By Pamela Noel
Special to Plumas News
“We are in the middle of an extinction event,” I heard as I walked past her door. “The last white rhino has just passed from our world, and many thousands of animals are dying daily, and will soon be lost to the planet.” “Most of the determinants for life—temperature, climate, melting of polar ice caps, CO2 and oxygen levels, are all accelerating faster or degrading so that, unless a huge and immediate shift happens, we are toast”.
Looking at the students’ faces I wondered what they were thinking. They seemed to have stopped breathing… staring into space. Disbelief became anxiety as they listened to what their professor was saying. After these statements, she continued by saying,
“We have been looking at these statistics all semester, and this is the bottom line. I want you to spend the rest of the hour in small groups discussing how you are going to navigate this time in our history. How are you going to walk forward into the future with this knowledge? What are you going to do? How do you want to be with this knowledge?”

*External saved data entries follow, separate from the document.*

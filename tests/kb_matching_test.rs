//! Knowledge base behavior against the built-in catalog

use khetguru::kb::compose_rule_based;
use khetguru::kb::Language;
use khetguru::KnowledgeBase;

fn kb() -> KnowledgeBase {
    KnowledgeBase::builtin().expect("built-in catalog must load")
}

#[test]
fn test_sandy_soil_query() {
    let kb = kb();
    let found = kb.find_answer("sandy soil crop").unwrap();
    assert_eq!(found.entry_index, 0);
    assert_eq!(found.score, 3);
    assert_eq!(found.language, Language::English);
    assert_eq!(
        found.answer,
        "Sandy soil is best for groundnut, potato, watermelon, and pulses."
    );
}

#[test]
fn test_hindi_black_soil_query() {
    let kb = kb();
    let found = kb.find_answer("काली मिट्टी").unwrap();
    assert_eq!(found.language, Language::Hindi);
    assert_eq!(found.answer, "कपास, सोयाबीन और सूरजमुखी काली मिट्टी के लिए आदर्श हैं।");

    let english = kb.find_answer("black soil").unwrap();
    assert_eq!(english.entry_index, found.entry_index);
    assert_eq!(
        english.answer,
        "Cotton, soybean, and sunflower are ideal for black soil."
    );
}

#[test]
fn test_order_case_and_punctuation_do_not_matter() {
    let kb = kb();
    let plain = kb.find_answer("sandy soil crop").unwrap();
    let noisy = kb.find_answer("Crop, SOIL... sandy!!").unwrap();
    assert_eq!(plain.entry_index, noisy.entry_index);
    assert_eq!(plain.score, noisy.score);
}

#[test]
fn test_punctuation_only_query_has_no_match() {
    let kb = kb();
    assert!(kb.find_answer("???").is_none());
    assert!(kb.find_answer("").is_none());
}

#[test]
fn test_matching_is_deterministic() {
    let kb = kb();
    for query in ["what is drip irrigation", "mandi price", "wheat variety", "गेहूं किस्म"] {
        let first = kb.find_answer(query).map(|m| (m.entry_index, m.score));
        let second = kb.find_answer(query).map(|m| (m.entry_index, m.score));
        assert!(first.is_some(), "no match for {query}");
        assert_eq!(first, second);
    }
}

#[test]
fn test_drip_irrigation_prefers_longest_pattern() {
    let kb = kb();
    let found = kb.find_answer("what is drip irrigation").unwrap();
    assert_eq!(found.score, 4);
}

#[test]
fn test_wheat_variety_bilingual() {
    let kb = kb();
    let en = kb.find_answer("wheat variety").unwrap();
    let hi = kb.find_answer("गेहूं किस्म").unwrap();
    assert_eq!(en.entry_index, hi.entry_index);
    assert_eq!(hi.language, Language::Hindi);
    assert_ne!(en.answer, hi.answer);
}

#[test]
fn test_reply_chain_falls_through_to_keywords() {
    let kb = kb();
    assert!(kb.find_answer("hello").is_none());
    assert!(compose_rule_based(&kb, "hello").contains("KhetGuru"));
    assert!(compose_rule_based(&kb, "नमस्ते").contains("खेतगुरु"));
    assert!(compose_rule_based(&kb, "xyzzy").contains("clarify"));
}
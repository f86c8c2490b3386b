//! Configuration display

use crate::cli::output::print_config;
use crate::AppConfig;
use crate::Result;

pub fn handle_config(config: &AppConfig) -> Result<()> {
    print_config(config);
    Ok(())
}
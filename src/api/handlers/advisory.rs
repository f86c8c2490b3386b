//! Expert consultation and input supplier handlers

use axum::extract::Path;
use axum::extract::State;
use axum::Json;
use tracing::info;

use super::ApiResult;
use super::AppState;
use crate::api::types::ApiResponse;
use crate::api::types::SeedResponse;
use crate::models::ConsultationType;
use crate::models::CreateConsultationRequest;
use crate::models::ExpertConsultation;
use crate::models::SupplierProfile;
use crate::KhetGuruError;

pub async fn create_consultation(
    State(state): State<AppState>,
    Path(user_id): Path<i64>,
    Json(req): Json<CreateConsultationRequest>,
) -> ApiResult<ApiResponse<ExpertConsultation>> {
    if req.expert_name.trim().is_empty() || req.topic.trim().is_empty() {
        return Err(
            KhetGuruError::InvalidInput("expert_name and topic are required".to_string()).into(),
        );
    }
    req.consultation_type.parse::<ConsultationType>()?;

    let consultation = state.database.create_consultation(user_id, &req).await?;
    Ok(Json(ApiResponse::success(consultation)))
}

pub async fn list_consultations(
    State(state): State<AppState>,
    Path(user_id): Path<i64>,
) -> ApiResult<ApiResponse<Vec<ExpertConsultation>>> {
    let consultations = state.database.list_consultations(user_id).await?;
    Ok(Json(ApiResponse::success(consultations)))
}

/// Supplier directory (GET /api/inputs/suppliers)
pub async fn list_suppliers(
    State(state): State<AppState>,
) -> ApiResult<ApiResponse<Vec<SupplierProfile>>> {
    let suppliers = state.database.list_suppliers().await?;
    Ok(Json(ApiResponse::success(
        suppliers.into_iter().map(SupplierProfile::from).collect(),
    )))
}

/// Suppliers of one category, matched by substring
pub async fn suppliers_by_category(
    State(state): State<AppState>,
    Path(category): Path<String>,
) -> ApiResult<ApiResponse<Vec<SupplierProfile>>> {
    let suppliers = state.database.suppliers_by_category(&category).await?;
    Ok(Json(ApiResponse::success(
        suppliers.into_iter().map(SupplierProfile::from).collect(),
    )))
}

/// Fill an empty supplier directory (POST /api/inputs/suppliers/seed)
pub async fn seed_suppliers(State(state): State<AppState>) -> ApiResult<SeedResponse> {
    let inserted = state.database.seed_demo_suppliers().await?;
    info!("POST /api/inputs/suppliers/seed inserted {}", inserted);
    Ok(Json(SeedResponse { inserted }))
}
//! REST API: chat, crop planner, mandi prices and farmer records

pub mod backend_api_key;
pub mod handlers;
pub mod routes;
pub mod server;
pub mod types;

pub use handlers::AppState;
pub use server::build_app;
pub use server::build_state;
pub use server::serve_api;
//! Expert consultations and the input supplier directory

use super::Database;
use crate::models::like_contains;
use crate::models::CreateConsultationRequest;
use crate::models::ExpertConsultation;
use crate::models::InputSupplier;
use crate::models::CONSULTATION_PENDING;
use crate::models::DEMO_SUPPLIERS;
use crate::Result;

/// Suppliers returned by the directory listing
const SUPPLIER_LIST_LIMIT: i64 = 50;

impl Database {
    /// Book a consultation; it starts out pending
    pub async fn create_consultation(
        &self,
        user_id: i64,
        request: &CreateConsultationRequest,
    ) -> Result<ExpertConsultation> {
        let consultation = sqlx::query_as::<_, ExpertConsultation>(
            r"
            INSERT INTO expert_consultations
                (user_id, expert_name, topic, consultation_type,
                 preferred_date, preferred_time, description, status)
            VALUES ($1, $2, $3, $4, $5, $6, $7, $8)
            RETURNING *
            ",
        )
        .bind(user_id)
        .bind(request.expert_name.trim())
        .bind(request.topic.trim())
        .bind(request.consultation_type.trim().to_lowercase())
        .bind(&request.preferred_date)
        .bind(&request.preferred_time)
        .bind(&request.description)
        .bind(CONSULTATION_PENDING)
        .fetch_one(&self.pool)
        .await?;

        Ok(consultation)
    }

    /// Consultations of a farmer, newest first
    pub async fn list_consultations(&self, user_id: i64) -> Result<Vec<ExpertConsultation>> {
        let consultations = sqlx::query_as::<_, ExpertConsultation>(
            "SELECT * FROM expert_consultations WHERE user_id = $1 ORDER BY id DESC",
        )
        .bind(user_id)
        .fetch_all(&self.pool)
        .await?;

        Ok(consultations)
    }

    pub async fn list_suppliers(&self) -> Result<Vec<InputSupplier>> {
        let suppliers = sqlx::query_as::<_, InputSupplier>(
            "SELECT * FROM input_suppliers ORDER BY id LIMIT $1",
        )
        .bind(SUPPLIER_LIST_LIMIT)
        .fetch_all(&self.pool)
        .await?;

        Ok(suppliers)
    }

    /// Suppliers whose category contains `category`, ignoring case
    pub async fn suppliers_by_category(&self, category: &str) -> Result<Vec<InputSupplier>> {
        let suppliers = sqlx::query_as::<_, InputSupplier>(
            "SELECT * FROM input_suppliers WHERE category ILIKE $1 ORDER BY id",
        )
        .bind(like_contains(category))
        .fetch_all(&self.pool)
        .await?;

        Ok(suppliers)
    }

    /// Insert the demo suppliers when the directory is empty; returns the number inserted
    pub async fn seed_demo_suppliers(&self) -> Result<usize> {
        let mut tx = self.pool.begin().await?;

        // concurrent seeds wait here instead of both seeing an empty table
        sqlx::query("LOCK TABLE input_suppliers IN SHARE ROW EXCLUSIVE MODE")
            .execute(&mut *tx)
            .await?;
        let existing = sqlx::query_scalar::<_, i64>("SELECT COUNT(*) FROM input_suppliers")
            .fetch_one(&mut *tx)
            .await?;
        if existing > 0 {
            return Ok(0);
        }

        for (name, category, contact, location) in DEMO_SUPPLIERS {
            sqlx::query(
                "INSERT INTO input_suppliers (name, category, contact, location) VALUES ($1, $2, $3, $4)",
            )
            .bind(name)
            .bind(category)
            .bind(contact)
            .bind(location)
            .execute(&mut *tx)
            .await?;
        }

        tx.commit().await?;
        tracing::info!("Seeded {} demo input suppliers", DEMO_SUPPLIERS.len());
        Ok(DEMO_SUPPLIERS.len())
    }
}
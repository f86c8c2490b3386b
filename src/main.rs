use clap::Parser;
use khetguru::cli::handle_ask;
use khetguru::cli::handle_config;
use khetguru::cli::handle_init;
use khetguru::cli::handle_plan;
use khetguru::cli::handle_seed;
use khetguru::cli::handle_serve;
use khetguru::cli::print_warning;
use khetguru::cli::Cli;
use khetguru::cli::Commands;
use khetguru::cli::PlanArgs;
use khetguru::AppConfig;
use khetguru::KhetGuruError;
use khetguru::Result;
use tracing::info;

fn load_config(cli: &Cli) -> Result<AppConfig> {
    match AppConfig::load_from(cli.config.as_deref()) {
        Ok(config) => Ok(config),
        // Without an explicit --config the built-in defaults are good enough
        Err(KhetGuruError::Io(e)) if cli.config.is_none() && e.kind() == std::io::ErrorKind::NotFound => {
            print_warning("No config.toml found, using built-in defaults");
            Ok(AppConfig::from_env_defaults())
        }
        Err(e) => Err(e),
    }
}

#[tokio::main]
async fn main() -> Result<()> {
    let cli = Cli::parse();

    // Load configuration
    let config = load_config(&cli)?;

    // Initialize logging
    if cli.verbose {
        khetguru::logging::init_logging_with_level("debug")?;
    } else {
        khetguru::logging::init_logging_with_config(Some(&config))?;
    }
    info!("Configuration loaded successfully");

    // Execute the requested command
    match cli.command {
        Commands::Serve { host, port, cors } => {
            handle_serve(&config, host, port, cors).await?;
        }
        Commands::Ask {
            message,
            llm,
            explain,
        } => {
            handle_ask(&config, &message, llm, explain).await?;
        }
        Commands::Plan {
            season,
            area,
            ph,
            water,
            state,
            district,
            offline,
            json,
        } => {
            handle_plan(
                &config,
                PlanArgs {
                    season,
                    area,
                    ph,
                    water,
                    state,
                    district,
                    offline,
                    json,
                },
            )
            .await?;
        }
        Commands::Init => {
            handle_init(&config).await?;
        }
        Commands::Seed => {
            handle_seed(&config).await?;
        }
        Commands::Config => {
            handle_config(&config)?;
        }
    }

    Ok(())
}
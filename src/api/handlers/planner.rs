//! Crop planner handlers

use axum::extract::Path;
use axum::extract::State;
use axum::Json;
use tracing::info;

use super::ApiResult;
use super::AppState;
use crate::api::types::ApiResponse;
use crate::api::types::PlannerRequest;
use crate::api::types::PlannerResponse;
use crate::models::CreateCropPlanRequest;
use crate::models::CropPlan;
use crate::planner::recommend_crops;
use crate::KhetGuruError;

/// Rank crops for the request (POST /api/crop-planner/recommendations)
pub async fn crop_recommendations(
    State(state): State<AppState>,
    Json(req): Json<PlannerRequest>,
) -> ApiResult<PlannerResponse> {
    let input = req.validate()?;
    info!(
        "POST /api/crop-planner/recommendations season={} area={}",
        input.season, input.area_acres
    );

    let prices = state
        .database
        .price_snapshot(&state.planner.crop_names())
        .await;
    let recommendations = recommend_crops(&state.planner, &input, &prices, state.max_results);

    Ok(Json(PlannerResponse {
        count: recommendations.len(),
        recommendations,
    }))
}

/// Save a chosen crop (POST /api/crop-planner/plans/:user_id)
pub async fn save_crop_plan(
    State(state): State<AppState>,
    Path(user_id): Path<i64>,
    Json(req): Json<CreateCropPlanRequest>,
) -> ApiResult<ApiResponse<CropPlan>> {
    if req.crop.trim().is_empty() || req.season.trim().is_empty() {
        return Err(KhetGuruError::InvalidInput("crop and season are required".to_string()).into());
    }
    let plan = state.database.create_crop_plan(user_id, &req).await?;
    Ok(Json(ApiResponse::success(plan)))
}

/// List saved plans (GET /api/crop-planner/plans/:user_id)
pub async fn list_crop_plans(
    State(state): State<AppState>,
    Path(user_id): Path<i64>,
) -> ApiResult<ApiResponse<Vec<CropPlan>>> {
    let plans = state.database.list_crop_plans(user_id).await?;
    Ok(Json(ApiResponse::success(plans)))
}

As I stood outside the door of her university classroom, I wondered how I should hold and absorb this information. Should I just “dance ‘til the end?” As one person, I have often wondered what I could do to help the shift towards the direction of sustainability. What do I tell my children as they are entering their thirties, asking me if they should themselves, produce children?
We don’t know how much time we have left on this planet. Extinction event or opportunity to do things very differently, none of us knows how much time we have to spend on this planet. So, how can we spend our time? When much of life as we know it seems to be receding into the sunset, how can we find comfort and meaning in this time of uncertainty?
My mother once said that when everything seems lost or hopeless, the way to find meaning is to reach out and help someone else. Do something that makes someone else’s life better. Help others to find the smile that can span their faces.
I once read a book titled Man’s Search For Meaning by Viktor Frankl. In it he details his time spent in Nazi concentration camps. In order to survive the horrors of this experience he learned to focus on love, hope, responsibility, and inner freedom. He also detailed how the beauty found in nature and art can help a person survive the most horrendous circumstances. His philosophy and ultimately his therapeutic approach as a psychologist, revolved around the thesis that “we are strongly motivated to live purposefully and meaningfully, and that we find meaning in life as a result of responding authentically and humanely to life’s challenges.”
With our lives seemingly hanging by a collective existential thread, it appears that the time for any other life, that is not an authentic one, is both ridiculous and useless. And how do we express our authenticity in a humane manner? What is a humane act? In my way of thinking, a humane act is one characterized by tenderness, kindness, and compassion; one that reminds us that we are not defined by our worst tendencies, but by our intrinsic goodness.
So, in addition to supporting what can ultimately help the shift to a sustainable planet, I am considering that the only way we can truly go forward is working with the shift in ourselves—creating more ethical, authentic, kind, and compassionate relationship with ourselves. This will then extend to others, making whatever future outcome more easily entered, endured, or celebrated…together.